WORK INSTRUCTION: Print the data that follows exactly as it stands, from its first line through the line containing "by label over", and stop there.

(Collection entries)

════════════════════

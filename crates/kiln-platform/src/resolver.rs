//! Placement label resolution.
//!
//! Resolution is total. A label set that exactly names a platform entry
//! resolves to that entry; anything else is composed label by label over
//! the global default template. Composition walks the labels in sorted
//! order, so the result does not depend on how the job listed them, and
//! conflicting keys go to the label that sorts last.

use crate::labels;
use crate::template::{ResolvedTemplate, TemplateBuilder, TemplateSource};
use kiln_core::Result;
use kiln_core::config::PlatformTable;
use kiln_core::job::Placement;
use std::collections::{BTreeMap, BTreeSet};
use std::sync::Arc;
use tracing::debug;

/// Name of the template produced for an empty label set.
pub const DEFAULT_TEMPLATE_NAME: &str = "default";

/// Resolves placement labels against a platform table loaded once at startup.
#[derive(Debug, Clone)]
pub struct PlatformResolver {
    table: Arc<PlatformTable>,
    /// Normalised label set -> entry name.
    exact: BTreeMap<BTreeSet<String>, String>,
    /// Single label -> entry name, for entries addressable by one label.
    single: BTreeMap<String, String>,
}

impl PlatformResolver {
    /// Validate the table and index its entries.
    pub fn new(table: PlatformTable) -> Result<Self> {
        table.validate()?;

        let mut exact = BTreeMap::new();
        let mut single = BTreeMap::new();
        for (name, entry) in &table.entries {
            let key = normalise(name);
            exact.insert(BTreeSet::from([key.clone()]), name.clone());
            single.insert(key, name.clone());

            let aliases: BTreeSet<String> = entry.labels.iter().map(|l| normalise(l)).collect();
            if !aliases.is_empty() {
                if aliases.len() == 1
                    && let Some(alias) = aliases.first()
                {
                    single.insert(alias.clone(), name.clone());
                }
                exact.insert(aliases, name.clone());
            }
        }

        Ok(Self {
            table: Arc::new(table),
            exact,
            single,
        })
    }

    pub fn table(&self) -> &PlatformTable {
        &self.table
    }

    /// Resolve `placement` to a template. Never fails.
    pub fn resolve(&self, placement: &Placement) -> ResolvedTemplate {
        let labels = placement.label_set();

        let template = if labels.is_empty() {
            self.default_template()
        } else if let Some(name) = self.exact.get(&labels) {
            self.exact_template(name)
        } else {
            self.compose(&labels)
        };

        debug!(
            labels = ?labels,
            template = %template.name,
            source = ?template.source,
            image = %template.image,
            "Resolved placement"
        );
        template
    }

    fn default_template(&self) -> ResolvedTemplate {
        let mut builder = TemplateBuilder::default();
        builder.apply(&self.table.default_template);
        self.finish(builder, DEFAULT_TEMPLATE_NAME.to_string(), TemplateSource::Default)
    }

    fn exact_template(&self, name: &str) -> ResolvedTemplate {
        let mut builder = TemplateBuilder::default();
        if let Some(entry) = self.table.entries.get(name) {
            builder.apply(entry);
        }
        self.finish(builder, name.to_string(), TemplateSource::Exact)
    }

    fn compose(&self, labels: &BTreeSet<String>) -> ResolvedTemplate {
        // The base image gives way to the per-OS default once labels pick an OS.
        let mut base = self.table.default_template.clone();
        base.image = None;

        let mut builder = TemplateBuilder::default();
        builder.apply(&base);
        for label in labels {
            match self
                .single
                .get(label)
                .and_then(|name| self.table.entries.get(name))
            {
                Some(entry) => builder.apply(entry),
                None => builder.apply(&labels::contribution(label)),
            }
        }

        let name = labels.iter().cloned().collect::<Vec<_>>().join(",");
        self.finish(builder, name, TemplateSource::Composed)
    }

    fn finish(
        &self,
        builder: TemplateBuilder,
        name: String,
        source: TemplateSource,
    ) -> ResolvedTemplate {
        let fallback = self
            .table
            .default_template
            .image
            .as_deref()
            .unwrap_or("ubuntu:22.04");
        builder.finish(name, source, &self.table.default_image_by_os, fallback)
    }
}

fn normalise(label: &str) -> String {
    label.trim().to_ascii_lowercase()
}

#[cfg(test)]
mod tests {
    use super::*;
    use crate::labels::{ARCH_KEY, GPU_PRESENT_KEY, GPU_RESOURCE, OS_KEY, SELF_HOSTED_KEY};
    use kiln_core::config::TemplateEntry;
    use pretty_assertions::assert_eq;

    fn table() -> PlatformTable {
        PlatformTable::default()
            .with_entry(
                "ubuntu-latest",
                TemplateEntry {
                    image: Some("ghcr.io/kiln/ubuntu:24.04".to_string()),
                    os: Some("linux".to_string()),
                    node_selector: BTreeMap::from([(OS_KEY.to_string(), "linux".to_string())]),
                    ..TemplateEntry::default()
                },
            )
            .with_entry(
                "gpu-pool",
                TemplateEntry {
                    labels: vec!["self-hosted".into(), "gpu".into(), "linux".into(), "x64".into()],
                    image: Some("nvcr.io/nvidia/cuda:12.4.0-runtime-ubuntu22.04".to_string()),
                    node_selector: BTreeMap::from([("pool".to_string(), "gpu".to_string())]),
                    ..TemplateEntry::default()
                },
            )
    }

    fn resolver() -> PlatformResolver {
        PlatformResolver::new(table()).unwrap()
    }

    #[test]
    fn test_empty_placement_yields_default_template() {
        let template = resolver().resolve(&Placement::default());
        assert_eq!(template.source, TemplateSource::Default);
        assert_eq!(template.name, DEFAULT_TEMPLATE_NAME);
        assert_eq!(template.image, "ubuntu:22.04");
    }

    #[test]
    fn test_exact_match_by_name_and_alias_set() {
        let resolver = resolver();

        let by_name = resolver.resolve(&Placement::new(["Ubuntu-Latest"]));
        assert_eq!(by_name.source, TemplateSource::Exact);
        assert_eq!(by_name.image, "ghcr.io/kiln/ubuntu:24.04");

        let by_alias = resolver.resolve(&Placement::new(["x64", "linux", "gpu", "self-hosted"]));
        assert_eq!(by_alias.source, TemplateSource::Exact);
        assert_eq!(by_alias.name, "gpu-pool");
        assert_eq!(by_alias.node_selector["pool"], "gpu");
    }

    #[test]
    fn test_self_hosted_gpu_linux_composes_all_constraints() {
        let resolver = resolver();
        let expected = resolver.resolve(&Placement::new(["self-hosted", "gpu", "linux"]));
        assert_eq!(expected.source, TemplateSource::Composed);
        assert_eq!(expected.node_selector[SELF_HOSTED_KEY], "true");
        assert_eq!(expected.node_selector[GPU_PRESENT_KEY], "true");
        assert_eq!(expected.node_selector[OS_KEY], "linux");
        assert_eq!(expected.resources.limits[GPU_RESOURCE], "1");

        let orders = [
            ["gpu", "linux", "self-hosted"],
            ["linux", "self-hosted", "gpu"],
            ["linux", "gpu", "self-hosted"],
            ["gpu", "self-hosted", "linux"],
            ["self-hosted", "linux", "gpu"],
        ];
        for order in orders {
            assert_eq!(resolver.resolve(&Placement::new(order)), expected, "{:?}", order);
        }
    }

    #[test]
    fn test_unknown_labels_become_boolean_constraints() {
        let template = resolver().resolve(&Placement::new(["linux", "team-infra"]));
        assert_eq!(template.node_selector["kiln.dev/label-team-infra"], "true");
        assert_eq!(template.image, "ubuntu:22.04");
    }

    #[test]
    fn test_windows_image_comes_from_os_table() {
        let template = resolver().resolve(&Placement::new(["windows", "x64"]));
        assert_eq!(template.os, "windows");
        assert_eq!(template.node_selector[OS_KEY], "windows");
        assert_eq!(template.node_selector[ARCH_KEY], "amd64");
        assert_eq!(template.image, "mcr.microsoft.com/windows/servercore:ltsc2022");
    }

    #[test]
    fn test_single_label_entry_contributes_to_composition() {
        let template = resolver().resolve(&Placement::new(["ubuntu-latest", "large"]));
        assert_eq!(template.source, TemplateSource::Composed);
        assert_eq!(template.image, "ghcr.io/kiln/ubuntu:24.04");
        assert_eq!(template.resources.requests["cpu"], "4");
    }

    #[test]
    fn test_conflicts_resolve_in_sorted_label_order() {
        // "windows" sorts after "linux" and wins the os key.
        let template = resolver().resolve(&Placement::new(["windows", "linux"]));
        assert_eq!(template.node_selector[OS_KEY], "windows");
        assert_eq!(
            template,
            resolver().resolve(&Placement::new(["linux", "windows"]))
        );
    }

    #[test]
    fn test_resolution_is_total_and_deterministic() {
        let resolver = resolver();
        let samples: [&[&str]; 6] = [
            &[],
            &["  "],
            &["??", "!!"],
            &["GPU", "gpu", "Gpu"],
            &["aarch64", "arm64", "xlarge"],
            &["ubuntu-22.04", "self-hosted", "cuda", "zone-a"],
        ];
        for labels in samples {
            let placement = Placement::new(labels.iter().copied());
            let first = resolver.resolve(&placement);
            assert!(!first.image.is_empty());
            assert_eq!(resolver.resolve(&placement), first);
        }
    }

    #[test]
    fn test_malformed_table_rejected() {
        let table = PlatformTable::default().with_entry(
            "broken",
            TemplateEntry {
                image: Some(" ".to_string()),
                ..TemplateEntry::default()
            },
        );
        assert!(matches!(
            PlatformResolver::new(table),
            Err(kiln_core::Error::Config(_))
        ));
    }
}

════════════════════

TASK RESPONSE:
filename crates/kiln-platform/src/resolver.rs
//! Placement label resolution.
//!
//! Resolution is total. A label set that exactly names a platform entry
//! resolves to that entry; anything else is composed label by label over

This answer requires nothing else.